## Exercise directions
Lines from the one containing "let names: Vec<_>" to the end of the entries below must be reproduced exactly, with both end lines kept and no other line added.

Saved entries:
Segment Open
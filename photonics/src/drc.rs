//! Interface to external design rule checkers.
//!
//! Checks are delegated to a [`DrcEngine`], which receives a component or a
//! layout file together with [`CheckParams`] and returns the area, in squared
//! database units, of all violating regions. An area of `0.0` means the check
//! passed.

use std::path::Path;

use layir::{Component, Layer};
use serde::{Deserialize, Serialize};

/// What a check runs on.
#[derive(Debug, Clone, Copy)]
pub enum DrcTarget<'a> {
    /// A component in memory.
    Component(&'a Component),
    /// A layout file on disk. The engine checks its top cell.
    File(&'a Path),
}

impl<'a> From<&'a Component> for DrcTarget<'a> {
    fn from(value: &'a Component) -> Self {
        DrcTarget::Component(value)
    }
}

impl<'a> From<&'a Path> for DrcTarget<'a> {
    fn from(value: &'a Path) -> Self {
        DrcTarget::File(value)
    }
}

/// How distances between edges are measured.
#[derive(Debug, Default, Clone, Copy, PartialEq, Eq, Hash, Serialize, Deserialize)]
pub enum Metrics {
    #[default]
    Euclidian,
    Square,
    Projection,
}

/// Parameters of a single check, handed to the engine unchanged.
#[derive(Debug, Clone, PartialEq, Serialize, Deserialize)]
pub struct CheckParams {
    /// The layer being checked.
    pub layer: Layer,
    /// The second layer of separation and enclosing checks.
    pub other_layer: Option<Layer>,
    /// Minimum width, space or distance in microns.
    pub min_distance: f64,
    /// Database units per micron.
    pub dbu: f64,
    /// Edges meeting at this angle or more are not checked.
    pub ignore_angle_deg: f64,
    /// Report whole edges instead of the violating parts.
    pub whole_edges: bool,
    /// `None` leaves the choice to the engine.
    pub metrics: Option<Metrics>,
    pub min_projection: Option<f64>,
    pub max_projection: Option<f64>,
}

impl CheckParams {
    pub const DEFAULT_DBU: f64 = 1e3;
    pub const DEFAULT_IGNORE_ANGLE_DEG: f64 = 80.;

    pub fn new(layer: impl Into<Layer>, min_distance: f64) -> Self {
        Self {
            layer: layer.into(),
            other_layer: None,
            min_distance,
            dbu: Self::DEFAULT_DBU,
            ignore_angle_deg: Self::DEFAULT_IGNORE_ANGLE_DEG,
            whole_edges: false,
            metrics: None,
            min_projection: None,
            max_projection: None,
        }
    }

    pub fn with_other_layer(mut self, layer: impl Into<Layer>) -> Self {
        self.other_layer = Some(layer.into());
        self
    }

    pub fn with_dbu(mut self, dbu: f64) -> Self {
        self.dbu = dbu;
        self
    }

    pub fn with_ignore_angle_deg(mut self, angle: f64) -> Self {
        self.ignore_angle_deg = angle;
        self
    }

    pub fn with_whole_edges(mut self, whole_edges: bool) -> Self {
        self.whole_edges = whole_edges;
        self
    }

    pub fn with_metrics(mut self, metrics: Metrics) -> Self {
        self.metrics = Some(metrics);
        self
    }

    pub fn with_projection(mut self, min: Option<f64>, max: Option<f64>) -> Self {
        self.min_projection = min;
        self.max_projection = max;
        self
    }

    /// The minimum distance in database units.
    #[inline]
    pub fn min_distance_dbu(&self) -> f64 {
        self.min_distance * self.dbu
    }
}

/// A geometry engine able to run design rule checks.
///
/// Every check returns the violating area in squared database units.
pub trait DrcEngine {
    /// The error type returned by the engine.
    type Error;

    /// Regions of `params.layer` narrower than the minimum width.
    fn width_check(&self, target: DrcTarget<'_>, params: &CheckParams) -> Result<f64, Self::Error>;

    /// Gaps between shapes of `params.layer` smaller than the minimum space.
    fn space_check(&self, target: DrcTarget<'_>, params: &CheckParams) -> Result<f64, Self::Error>;

    /// Places where `params.layer` comes closer than the minimum distance to
    /// `params.other_layer`.
    fn separation_check(
        &self,
        target: DrcTarget<'_>,
        params: &CheckParams,
    ) -> Result<f64, Self::Error>;

    /// Places where `params.layer` encloses `params.other_layer` by less than
    /// the minimum distance.
    fn enclosing_check(
        &self,
        target: DrcTarget<'_>,
        params: &CheckParams,
    ) -> Result<f64, Self::Error>;
}

/// Runs a minimum width check with default parameters.
pub fn check_width<'a, E: DrcEngine + ?Sized>(
    engine: &E,
    target: impl Into<DrcTarget<'a>>,
    layer: impl Into<Layer>,
    min_width: f64,
) -> Result<f64, E::Error> {
    let params = CheckParams::new(layer, min_width);
    tracing::debug!(layer = %params.layer, min_width, "running width check");
    engine.width_check(target.into(), &params)
}

/// Runs a minimum space check with default parameters.
pub fn check_space<'a, E: DrcEngine + ?Sized>(
    engine: &E,
    target: impl Into<DrcTarget<'a>>,
    layer: impl Into<Layer>,
    min_space: f64,
) -> Result<f64, E::Error> {
    let params = CheckParams::new(layer, min_space);
    tracing::debug!(layer = %params.layer, min_space, "running space check");
    engine.space_check(target.into(), &params)
}

/// Checks that `layer1` and `layer2` stay at least `min_space` apart.
pub fn check_exclusion<'a, E: DrcEngine + ?Sized>(
    engine: &E,
    target: impl Into<DrcTarget<'a>>,
    layer1: impl Into<Layer>,
    layer2: impl Into<Layer>,
    min_space: f64,
) -> Result<f64, E::Error> {
    let params = CheckParams::new(layer1, min_space).with_other_layer(layer2);
    tracing::debug!(layer = %params.layer, min_space, "running exclusion check");
    engine.separation_check(target.into(), &params)
}

/// Checks that `outer` encloses `inner` by at least `min_inclusion`.
pub fn check_inclusion<'a, E: DrcEngine + ?Sized>(
    engine: &E,
    target: impl Into<DrcTarget<'a>>,
    outer: impl Into<Layer>,
    inner: impl Into<Layer>,
    min_inclusion: f64,
) -> Result<f64, E::Error> {
    let params = CheckParams::new(outer, min_inclusion).with_other_layer(inner);
    tracing::debug!(layer = %params.layer, min_inclusion, "running inclusion check");
    engine.enclosing_check(target.into(), &params)
}

#[cfg(test)]
mod tests {
    use std::cell::RefCell;

    use test_log::test;

    use super::*;
    use crate::components::rectangle;
    use crate::layers;

    /// Flags every shape whose bounding box is narrower than the minimum width.
    #[derive(Default)]
    struct BboxEngine {
        calls: RefCell<Vec<(&'static str, CheckParams)>>,
    }

    #[derive(Debug, PartialEq)]
    struct Unsupported;

    impl BboxEngine {
        fn record(&self, check: &'static str, params: &CheckParams) {
            self.calls.borrow_mut().push((check, params.clone()));
        }
    }

    impl DrcEngine for BboxEngine {
        type Error = Unsupported;

        fn width_check(&self, target: DrcTarget<'_>, params: &CheckParams) -> Result<f64, Unsupported> {
            self.record("width", params);
            let DrcTarget::Component(component) = target else {
                return Err(Unsupported);
            };
            let min = params.min_distance_dbu();
            Ok(component
                .polygons_on(params.layer)
                .filter_map(|p| p.bbox())
                .map(|(lo, hi)| ((hi.x - lo.x) * params.dbu, (hi.y - lo.y) * params.dbu))
                .filter(|&(w, h)| w < min || h < min)
                .map(|(w, h)| w * h)
                .sum())
        }

        fn space_check(&self, _: DrcTarget<'_>, params: &CheckParams) -> Result<f64, Unsupported> {
            self.record("space", params);
            Ok(0.)
        }

        fn separation_check(&self, _: DrcTarget<'_>, params: &CheckParams) -> Result<f64, Unsupported> {
            self.record("separation", params);
            Ok(0.)
        }

        fn enclosing_check(&self, _: DrcTarget<'_>, params: &CheckParams) -> Result<f64, Unsupported> {
            self.record("enclosing", params);
            Ok(1.5)
        }
    }

    #[test]
    fn width_violations_are_reported_as_area() {
        let engine = BboxEngine::default();
        let c = rectangle((50., 50.), layers::WG, false, &[]).unwrap();
        assert_eq!(check_width(&engine, &c, layers::WG, 60.), Ok(50e3 * 50e3));
        assert_eq!(check_width(&engine, &c, layers::WG, 40.), Ok(0.));
        assert_eq!(check_width(&engine, &c, layers::M1, 60.), Ok(0.));
    }

    #[test]
    fn convenience_checks_fill_defaults() {
        let engine = BboxEngine::default();
        let c = rectangle((1., 1.), layers::WG, true, &[]).unwrap();
        check_space(&engine, &c, layers::WG, 0.15).unwrap();
        check_exclusion(&engine, &c, layers::WG, layers::SLAB90, 0.2).unwrap();
        assert_eq!(check_inclusion(&engine, &c, layers::WGCLAD, layers::WG, 0.1), Ok(1.5));

        let calls = engine.calls.borrow();
        let names: Vec<_> = calls.iter().map(|(name, _)| *name).collect();
        assert_eq!(names, ["space", "separation", "enclosing"]);
        for (_, params) in calls.iter() {
            assert_eq!(params.dbu, CheckParams::DEFAULT_DBU);
            assert_eq!(params.ignore_angle_deg, 80.);
            assert!(!params.whole_edges);
            assert_eq!(params.metrics, None);
            assert_eq!(params.min_projection, None);
            assert_eq!(params.max_projection, None);
        }
        assert_eq!(calls[0].1.other_layer, None);
        assert_eq!(calls[1].1.other_layer, Some(layers::SLAB90));
        assert_eq!(calls[2].1.layer, layers::WGCLAD);
        assert_eq!(calls[2].1.other_layer, Some(layers::WG));
    }

    #[test]
    fn engine_errors_propagate() {
        let engine = BboxEngine::default();
        let path = Path::new("top.gds");
        assert_eq!(check_width(&engine, path, layers::WG, 0.1), Err(Unsupported));
    }

    #[test]
    fn params_builders() {
        let params = CheckParams::new(layers::WG, 0.15)
            .with_dbu(1e4)
            .with_ignore_angle_deg(90.)
            .with_whole_edges(true)
            .with_metrics(Metrics::Projection)
            .with_projection(Some(0.1), None);
        assert_eq!(params.min_distance_dbu(), 1500.);
        assert_eq!(params.metrics, Some(Metrics::Projection));
        assert_eq!(params.min_projection, Some(0.1));
        assert!(params.whole_edges);
    }
}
Segment Closed
## Exercise response
        let names: Vec<_> = calls.iter().map(|(name, _)| *name).collect();
        assert_eq!(names, ["space", "separation", "enclosing"]);
        for (_, params) in calls.iter() {
            assert_eq!(params.dbu, CheckParams::DEFAULT_DBU);
            assert_eq!(params.ignore_angle_deg, 80.);
            assert!(!params.whole_edges);
            assert_eq!(params.metrics, None);
            assert_eq!(params.min_projection, None);
            assert_eq!(params.max_projection, None);
        }
        assert_eq!(calls[0].1.other_layer, None);
        assert_eq!(calls[1].1.other_layer, Some(layers::SLAB90));
        assert_eq!(calls[2].1.layer, layers::WGCLAD);
        assert_eq!(calls[2].1.other_layer, Some(layers::WG));
    }

    #[test]
    fn engine_errors_propagate() {
        let engine = BboxEngine::default();
        let path = Path::new("top.gds");
        assert_eq!(check_width(&engine, path, layers::WG, 0.1), Err(Unsupported));
    }

    #[test]
    fn params_builders() {
        let params = CheckParams::new(layers::WG, 0.15)
            .with_dbu(1e4)
            .with_ignore_angle_deg(90.)
            .with_whole_edges(true)
            .with_metrics(Metrics::Projection)
            .with_projection(Some(0.1), None);
        assert_eq!(params.min_distance_dbu(), 1500.);
        assert_eq!(params.metrics, Some(Metrics::Projection));
        assert_eq!(params.min_projection, Some(0.1));
        assert!(params.whole_edges);
    }
}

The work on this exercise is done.